I was using my calculator (TI-83 Plus) to do some calculations involving complex and imaginary numbers, and I found in two cases that something weird will happen in the following scenario:
I did $log(-1)$ which gave some decimal along with i (my calculator was in a+bi mode). I stored that in a variable $D$, and did $10^D$, which should return just $-1$, as $log(-1)=x$ is the same as $10^x=-1$. However, it gave me back a complex number with a really small negative part. $-1+2\cdot 10^{-13}i$ (the calculator just said $-1+2e-13i$, so I'm not sure if it means $2\cdot 10^{-13}i$ or $2\cdot 10^{-13}i$, I think it is the latter) Why does it do that?

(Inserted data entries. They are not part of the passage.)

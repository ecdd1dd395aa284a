//! Minimal structural parser for caption markup.
//!
//! Both caption formats served by the timedtext endpoints (the legacy `<transcript>`
//! document with `<text start="..">` cues and srv3 `<timedtext>` with `<p t="..">` cues)
//! and the track listing are small, flat XML documents. This parser checks that tags nest
//! properly and records every element in document order together with the raw text of
//! all its descendants. Entity decoding is left to the caller.

use regex::Regex;
use std::sync::OnceLock;

use crate::{Result, TranscriptError};

/// One element of a caption document
#[derive(Debug, Clone, PartialEq, Eq)]
pub struct Element {
    pub name: String,
    pub attributes: Vec<(String, String)>,
    /// Raw (still entity-encoded) text of the element and its descendants
    pub text: String,
}

impl Element {
    pub fn attr(&self, name: &str) -> Option<&str> {
        self.attributes
            .iter()
            .find(|(key, _)| key == name)
            .map(|(_, value)| value.as_str())
    }
}

fn tag_regex() -> &'static Regex {
    static TAG: OnceLock<Regex> = OnceLock::new();
    TAG.get_or_init(|| {
        Regex::new(r#"^<(/)?([A-Za-z_][\w:.-]*)((?:\s+(?:"[^"]*"|'[^']*'|[^<>"'])*?)?)\s*(/)?>"#)
            .expect("tag pattern is valid")
    })
}

fn attr_regex() -> &'static Regex {
    static ATTR: OnceLock<Regex> = OnceLock::new();
    ATTR.get_or_init(|| {
        Regex::new(r#"([A-Za-z_][\w:.-]*)\s*=\s*(?:"([^"]*)"|'([^']*)')"#)
            .expect("attribute pattern is valid")
    })
}

fn parse_attributes(raw: &str) -> Vec<(String, String)> {
    attr_regex()
        .captures_iter(raw)
        .map(|cap| {
            let value = cap.get(2).or_else(|| cap.get(3)).map_or("", |m| m.as_str());
            (cap[1].to_string(), value.to_string())
        })
        .collect()
}

/// Length of a construct that carries no elements (comment, declaration, CDATA), if one
/// starts at the beginning of `rest`. CDATA content is returned so it can count as text.
fn skip_special(rest: &str) -> Result<Option<(usize, Option<&str>)>> {
    let (open, close) = if rest.starts_with("<!--") {
        ("<!--", "-->")
    } else if rest.starts_with("<![CDATA[") {
        ("<![CDATA[", "]]>")
    } else if rest.starts_with("<?") {
        ("<?", "?>")
    } else if rest.starts_with("<!") {
        ("<!", ">")
    } else {
        return Ok(None);
    };

    let end = rest[open.len()..]
        .find(close)
        .ok_or_else(|| TranscriptError::MalformedMarkup(format!("unterminated {}", open)))?;
    let body = &rest[open.len()..open.len() + end];
    let consumed = open.len() + end + close.len();

    Ok(Some((consumed, (open == "<![CDATA[").then_some(body))))
}

fn append_text(elements: &mut [Element], open: &[usize], text: &str) {
    if text.is_empty() {
        return;
    }
    for &index in open {
        elements[index].text.push_str(text);
    }
}

/// Parse a caption document into its elements, in document order
pub fn parse(markup: &str) -> Result<Vec<Element>> {
    let mut elements: Vec<Element> = Vec::new();
    let mut open: Vec<usize> = Vec::new();
    let mut pos = 0;

    while pos < markup.len() {
        let rest = &markup[pos..];
        let Some(lt) = rest.find('<') else {
            append_text(&mut elements, &open, rest);
            break;
        };

        append_text(&mut elements, &open, &rest[..lt]);
        pos += lt;
        let rest = &markup[pos..];

        if let Some((consumed, cdata)) = skip_special(rest)? {
            if let Some(body) = cdata {
                append_text(&mut elements, &open, body);
            }
            pos += consumed;
            continue;
        }

        let cap = tag_regex().captures(rest).ok_or_else(|| {
            TranscriptError::MalformedMarkup(format!("unexpected '<' at byte {}", pos))
        })?;
        let name = cap[2].to_string();
        let is_close = cap.get(1).is_some();
        let self_closing = cap.get(4).is_some();

        if is_close {
            let index = open.pop().ok_or_else(|| {
                TranscriptError::MalformedMarkup(format!("unexpected closing tag </{}>", name))
            })?;
            if elements[index].name != name {
                return Err(TranscriptError::MalformedMarkup(format!(
                    "mismatched closing tag </{}>, expected </{}>",
                    name, elements[index].name
                )));
            }
        } else {
            elements.push(Element {
                name,
                attributes: parse_attributes(cap.get(3).map_or("", |m| m.as_str())),
                text: String::new(),
            });
            if !self_closing {
                open.push(elements.len() - 1);
            }
        }

        pos += cap[0].len();
    }

    if let Some(&index) = open.last() {
        return Err(TranscriptError::MalformedMarkup(format!(
            "unclosed tag <{}>",
            elements[index].name
        )));
    }

    Ok(elements)
}

#[cfg(test)]
mod tests {
    use super::*;

    #[test]
    fn test_parses_legacy_transcript() {
        let doc = r#"<?xml version="1.0" encoding="utf-8" ?><transcript><text start="0.5" dur="2.1">Hello &amp; welcome</text><text start='3' dur="1">again</text></transcript>"#;
        let elements = parse(doc).unwrap();

        let cues: Vec<_> = elements.iter().filter(|e| e.name == "text").collect();
        assert_eq!(cues.len(), 2);
        assert_eq!(cues[0].attr("start"), Some("0.5"));
        assert_eq!(cues[0].text, "Hello &amp; welcome");
        assert_eq!(cues[1].attr("start"), Some("3"));
        assert_eq!(cues[1].attr("missing"), None);
    }

    #[test]
    fn test_nested_spans_accumulate_into_parent() {
        let doc = r#"<timedtext format="3"><body><p t="1200" d="800"><s ac="0">so</s><s t="300"> today</s></p><p t="2000"/></body></timedtext>"#;
        let elements = parse(doc).unwrap();

        let paragraphs: Vec<_> = elements.iter().filter(|e| e.name == "p").collect();
        assert_eq!(paragraphs.len(), 2);
        assert_eq!(paragraphs[0].text, "so today");
        assert_eq!(paragraphs[1].text, "");
    }

    #[test]
    fn test_track_listing() {
        let doc = r#"<transcript_list docid="1"><track id="0" name="" lang_code="de" lang_original="Deutsch"/><track id="1" lang_code="en"/></transcript_list>"#;
        let tracks: Vec<_> = parse(doc)
            .unwrap()
            .into_iter()
            .filter(|e| e.name == "track")
            .collect();
        assert_eq!(tracks[0].attr("lang_code"), Some("de"));
        assert_eq!(tracks[1].attr("lang_code"), Some("en"));
    }

    #[test]
    fn test_comments_and_cdata() {
        let doc = "<transcript><!-- note --><text start=\"1\"><![CDATA[raw]]> text</text></transcript>";
        let elements = parse(doc).unwrap();
        assert_eq!(elements[1].text, "raw text");
    }

    #[test]
    fn test_rejects_structural_errors() {
        for bad in [
            "<transcript><text start=\"1\">hi</transcript>",
            "<transcript><text>hi</text>",
            "</text>",
            "<transcript>< broken</transcript>",
            "<transcript><!-- never closed</transcript>",
        ] {
            assert!(
                matches!(parse(bad), Err(TranscriptError::MalformedMarkup(_))),
                "accepted {:?}",
                bad
            );
        }
    }

    #[test]
    fn test_angle_bracket_inside_quoted_attribute() {
        let doc = r#"<transcript><text start="1" n="a>b">hi</text><track note='x>y'/></transcript>"#;
        let elements = parse(doc).unwrap();

        assert_eq!(elements[1].attr("n"), Some("a>b"));
        assert_eq!(elements[1].text, "hi");
        assert_eq!(elements[2].attr("note"), Some("x>y"));
        assert!(matches!(
            parse(r#"<transcript><text n="a>hi</text></transcript>"#),
            Err(TranscriptError::MalformedMarkup(_))
        ));
    }

    #[test]
    fn test_plain_text_has_no_elements() {
        assert!(parse("just words").unwrap().is_empty());
    }
}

It happened in a different scenario for me a long time ago, but I don't quite remember what it was.
Edit:
I remember the second scenario, and this one I don't know why it does this:
i did $(-2-2i)^2$ and it said the answer is $8\cdot10^{-13}+8i$. It doesn't happen when I change the sign of the first 2, but not the second. With $log(-1)$, it's probably because it's irrational, but with this scenario, I'm not really dealing with any irrational numbers.
Best Answer
If you compute $1/3$ and store it in $Q$, and then compute $3*Q$, you'll find that you don't get 1 -- there's a tiny numerical imprecision, related to the fact that calculators use binary, in which $1/3$ is not representable in a finite number of bits(just as it is not in decimal, where it cannot be represented with a finite number of decimal digits: you have to write $.33333\ldots$).
The same is true for $\log -1$: it can't be represented exactly in binary. So when you exponentiate it, you get something very near $-1$; the error in this case happens to be in the imaginary component rather than the real part, but it's the same phenomenon.
By the way,
1+2e-13imeans $-1 + 2 \times 10^{-13} \Bbb {i}$.